Re: [PATCH] printk: Userspace format enumeration support

From: Chris Down
Date: Fri Feb 05 2021 - 22:11:42 EST


Hi Petr,

Thanks for looking over the patch. :-)

Petr Mladek writes:
Most production issues come from unexpected phenomena, and as such
usually the code in question doesn't have easily usable tracepoints or
other counters available for the specific problem being mitigated. We
have a number of lines of monitoring defence against problems in
production (host metrics, process metrics, service metrics, etc), and
where it's not feasible to reliably monitor at another level, this kind
of pragmatic netconsole monitoring is essential.

As you'd expect, monitoring using printk is rather brittle for a number
of reasons -- most notably that the message might disappear entirely in
a new version of the kernel, or that the message may change in some way
that the regex or other classification methods start to silently fail.

Another is that printk() is not reliable on its own.
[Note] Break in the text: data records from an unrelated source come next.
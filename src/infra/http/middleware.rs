use std::time::Instant;

use axum::{body::Body, http::Request, middleware::Next, response::Response};
use tracing::{error, warn};
use uuid::Uuid;

use crate::application::{error::ErrorReport, operators::OperatorPrincipal};

#[derive(Clone)]
pub struct RequestContext {
    pub request_id: String,
}

pub async fn set_request_context(mut request: Request<Body>, next: Next) -> Response {
    let request_id = Uuid::new_v4().to_string();
    let ctx = RequestContext {
        request_id: request_id.clone(),
    };
    request.extensions_mut().insert(ctx.clone());

    let mut response = next.run(request).await;
    response.extensions_mut().insert(ctx);
    response
}

pub async fn log_responses(request: Request<Body>, next: Next) -> Response {
    let method = request.method().clone();
    let uri = request.uri().clone();
    let start = Instant::now();

    let request_id = request
        .extensions()
        .get::<RequestContext>()
        .map(|ctx| ctx.request_id.clone())
        .unwrap_or_default();

    let mut response = next.run(request).await;
    let status = response.status();

    if status.is_client_error() || status.is_server_error() {
        let elapsed_ms = start.elapsed().as_millis();
        let operator = response
            .extensions()
            .get::<OperatorPrincipal>()
            .map(|principal| principal.name.clone())
            .unwrap_or_default();
        let report = response.extensions_mut().remove::<ErrorReport>();
        let (source, messages) = match report {
            Some(report) => (report.source, report.messages),
            None => ("unknown", Vec::new()),
        };
        let detail = messages
            .first()
            .cloned()
            .unwrap_or_else(|| "no diagnostic available".to_string());

        if status.is_server_error() {
            error!(
                target = "purger::http::response",
                status = status.as_u16(),
                method = %method,
                path = %uri.path(),
                elapsed_ms = elapsed_ms,
                source = source,
                detail = %detail,
                chain = ?messages,
                request_id = request_id,
                operator = operator,
                "request failed",
            );
        } else {
            warn!(
                target = "purger::http::response",
                status = status.as_u16(),
                method = %method,
                path = %uri.path(),
                elapsed_ms = elapsed_ms,
                source = source,
                detail = %detail,
                chain = ?messages,
                request_id = request_id,
                operator = operator,
                "client request error",
            );
        }
    }

    response
}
Messages might
get lost. The size of the log buffer is limited. Deamon reading
/dev/kmsg need not be scheduled in time or often enough. Console
might be slow. The messages are filtered on the console by console_loglevel.

This is of course true. We don't use kmsg as the last line of defence for monitoring or remediation, of course, but it would be unwise to not have infrastructure capable of monitoring it. We often need to act quickly when production incidents happen, and often kmsg is the place where those "unexpected" issues are surfaced. It's often much more likely that there is some kmsg log which we can act on in those scenarios than anything else, and even if it's not ideal, in reality, it's typically reliable enough to at least mitigate the problem when dealing with a large fleet of machines :-)

# Format: <module>,<facility><level><format>\0
$ perl -p -e 's/\n/\\n/g;s/\0/\n/g' /proc/printk_formats | shuf -n 5
vmlinux,6Disabling APIC timer\n
intel_rapl_common,3intel_rapl_common: Cannot find matching power limit for constraint %d\n
dm_crypt,3device-mapper: crypt: %s: INTEGRITY AEAD ERROR, sector %llu\n
mac80211,6%s: AP bug: HT capability missing from AssocResp\n
vmlinux,3zpool: couldn't create zpool - out of memory\n

The facility and log level are not well separated from the format string.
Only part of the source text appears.